On the boil: ProCook is looking to become a household name
This year is shaping up to be a bumper one for stock market flotations.
More than 80 companies have already listed their shares so far, raising around £14billion between them. By December, the total number of firms will be even higher, with proceeds topping £15billion.
Many of these shares are only offered to individual investors once they have floated – a travesty of stock market justice, as Wealth has highlighted in recent months.
But it seems as if some businesses are beginning to do things differently, offering their shares to investors large and small.
Life Science Reit
Life Science Reit is one such business. The company is seeking to raise £300million via a £1 a share offer and it will be the first London-listed company to focus exclusively on life science properties, from laboratories to manufacturing sites and specially configured offices.
Once science was primarily associated with men in white coats and Bunsen burners. Today, drug development is as much about artificial intelligence and digital data gathering as it is about test tubes and experiments.
That means those working in the industry, from academic professors to multinational businesses, need high-tech sites with huge digital capacity so they can conduct research and create tomorrow’s new medicines.
Many of the best and brightest firms are in and around Oxford, Cambridge and London. These cities are home to four of the top ten research universities in the world so attract clever scientists, fast-growing businesses and investors looking for good opportunities.
Yet UK life science firms have far less space than their US counterparts. Oxford and Cambridge have five million square feet of purpose-built laboratories between them.
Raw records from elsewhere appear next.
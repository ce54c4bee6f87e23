//! In-process cache for weekly reconciliation results

use std::collections::HashMap;
use std::sync::Arc;

use shared::{ManagerRole, WeeklyReconciliation};
use tokio::sync::RwLock;

/// Identity of one reconciliation load
#[derive(Debug, Clone, PartialEq, Eq, Hash)]
pub struct CacheKey {
    pub role: ManagerRole,
    pub user_id: String,
    pub reference: String,
}

impl CacheKey {
    pub fn new(role: ManagerRole, user_id: &str, reference: &str) -> Self {
        Self {
            role,
            user_id: user_id.to_string(),
            reference: reference.to_string(),
        }
    }
}

impl std::fmt::Display for CacheKey {
    fn fmt(&self, f: &mut std::fmt::Formatter<'_>) -> std::fmt::Result {
        write!(f, "{}:{}:{}", self.role, self.user_id, self.reference)
    }
}

/// Memoized reconciliation results.
///
/// Entries never expire; they stay until `clear` or `invalidate_week` is
/// called, so results can be stale if the underlying rows change.
#[derive(Clone, Default)]
pub struct ReconciliationCache {
    entries: Arc<RwLock<HashMap<CacheKey, Arc<WeeklyReconciliation>>>>,
}

impl ReconciliationCache {
    pub fn new() -> Self {
        Self::default()
    }

    pub async fn get(&self, key: &CacheKey) -> Option<Arc<WeeklyReconciliation>> {
        self.entries.read().await.get(key).cloned()
    }

    pub async fn set(&self, key: CacheKey, value: Arc<WeeklyReconciliation>) {
        tracing::debug!(key = %key, "Caching reconciliation");
        self.entries.write().await.insert(key, value);
    }

    /// Drop every entry, returning how many were removed
    pub async fn clear(&self) -> usize {
        let mut entries = self.entries.write().await;
        let removed = entries.len();
        entries.clear();
        tracing::info!(removed, "Reconciliation cache cleared");
        removed
    }

    /// Drop entries for one week reference
    pub async fn invalidate_week(&self, reference: &str) -> usize {
        let mut entries = self.entries.write().await;
        let before = entries.len();
        entries.retain(|key, _| key.reference != reference);
        before - entries.len()
    }

    pub async fn len(&self) -> usize {
        self.entries.read().await.len()
    }

    pub async fn is_empty(&self) -> bool {
        self.entries.read().await.is_empty()
    }
}
#[async_trait]
impl OrderRepository for MemoryStore {
    async fn find_order(&self, order_id: Uuid) -> AppResult<Option<Order>> {
        self.call("find_order")?;
        Ok(self.state.lock().unwrap().orders.get(&order_id).cloned())
    }

    async fn order_items(&self, order_id: Uuid) -> AppResult<Vec<OrderItem>> {
        self.call("order_items")?;
        Ok(self.items_of(order_id))
    }

    async fn insert_history(&self, entry: NewOrderHistory) -> AppResult<OrderHistoryEntry> {
        self.call("insert_history")?;
        let record = OrderHistoryEntry {
            id: Uuid::new_v4(),
            order_id: entry.order_id,
            previous_status: entry.previous_status,
            new_status: entry.new_status,
            previous_quantity: entry.previous_quantity,
            new_quantity: entry.new_quantity,
            previous_value: entry.previous_value,
            new_value: entry.new_value,
            notes: entry.notes,
            changed_by: entry.changed_by,
            original_items: entry.original_items,
            created_at: Utc::now(),
        };
        self.state.lock().unwrap().history.push(record.clone());
        Ok(record)
    }

    async fn insert_items(&self, items: &[NewOrderItem]) -> AppResult<Vec<OrderItem>> {
        self.call("insert_items")?;
        let rows: Vec<OrderItem> = items
            .iter()
            .map(|i| OrderItem {
                id: Uuid::new_v4(),
                order_id: i.order_id,
                stock_item_id: i.stock_item_id,
                product_name: i.product_name.clone(),
                code: i.code.clone(),
                price: i.price,
                quantity: i.quantity,
                total: i.total,
            })
            .collect();
        self.state.lock().unwrap().items.extend(rows.clone());
        Ok(rows)
    }

    async fn restore_items(&self, items: &[OrderItem]) -> AppResult<u64> {
        self.call("restore_items")?;
        self.state.lock().unwrap().items.extend_from_slice(items);
        Ok(items.len() as u64)
    }

    async fn update_item(&self, update: &OrderItemUpdate) -> AppResult<()> {
        self.call("update_item")?;
        if self.failing_updates.lock().unwrap().contains(&update.id) {
            return Err(AppError::Internal(format!(
                "injected failure updating {}",
                update.id
            )));
        }
        let mut state = self.state.lock().unwrap();
        let item = state
            .items
            .iter_mut()
            .find(|i| i.id == update.id)
            .ok_or_else(|| AppError::NotFound("Order item".to_string()))?;
        item.quantity = update.quantity;
        item.price = update.price;
        item.total = update.total;
        Ok(())
    }

    async fn delete_items(&self, item_ids: &[Uuid]) -> AppResult<u64> {
        self.call("delete_items")?;
        let mut state = self.state.lock().unwrap();
        let before = state.items.len();
        state.items.retain(|i| !item_ids.contains(&i.id));
        Ok((before - state.items.len()) as u64)
    }

    async fn insert_item_history(
        &self,
        history_id: Uuid,
        order_id: Uuid,
        changes: &[ItemChange],
    ) -> AppResult<Vec<OrderItemHistoryEntry>> {
        self.call("insert_item_history")?;
        let rows: Vec<OrderItemHistoryEntry> = changes
            .iter()
            .map(|c| OrderItemHistoryEntry {
                id: Uuid::new_v4(),
                history_id,
                order_id,
                change: c.clone(),
                created_at: Utc::now(),
            })
            .collect();
        self.state.lock().unwrap().item_history.extend(rows.clone());
        Ok(rows)
    }

    async fn update_order_summary(
        &self,
        order_id: Uuid,
        quantity: i32,
        value: Decimal,
        status: OrderStatus,
    ) -> AppResult<Order> {
        self.call("update_order_summary")?;
        let mut state = self.state.lock().unwrap();
        let order = state
            .orders
            .get_mut(&order_id)
            .ok_or_else(|| AppError::NotFound("Order".to_string()))?;
        order.quantity = quantity;
        order.value = value;
        order.status = status;
        order.updated_at = Utc::now();
        Ok(order.clone())
    }

    async fn order_history(&self, order_id: Uuid) -> AppResult<Vec<OrderHistoryEntry>> {
        self.call("order_history")?;
        Ok(self
            .state
            .lock()
            .unwrap()
            .history
            .iter()
            .rev()
            .filter(|h| h.order_id == order_id)
            .cloned()
            .collect())
    }

    async fn item_history(&self, history_id: Uuid) -> AppResult<Vec<OrderItemHistoryEntry>> {
        self.call("item_history")?;
        Ok(self
            .state
            .lock()
            .unwrap()
            .item_history
            .iter()
            .filter(|h| h.history_id == history_id)
            .cloned()
            .collect())
    }
}
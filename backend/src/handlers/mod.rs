//! HTTP handlers

pub mod amendments;
pub mod health;
pub mod hierarchy;
pub mod orders;
pub mod plans;
pub mod reconciliation;

pub use amendments::*;
pub use health::*;
pub use hierarchy::*;
pub use orders::*;
pub use plans::*;
pub use reconciliation::*;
Boston, home of Harvard University, has 30million square feet.
Shortage of supply has created growing demand, with firms striving to find top-quality space so they can conduct research, develop new drugs and produce them here in the UK, rather than overseas.
Life Science REIT aims to redress the balance between supply and demand, while benefiting from the generous rents that sector specialists are prepared to pay.
The group has a pipeline of deals valued at £445million, with six transactions, worth £305million, already at an advanced stage.
Manager Simon Farnsworth therefore expects to spend the proceeds of the flotation within six months, allowing the firm to start paying dividends next summer, targeting an annual yield of 4 per cent in 2022, rising to 5 per cent the follow ing year.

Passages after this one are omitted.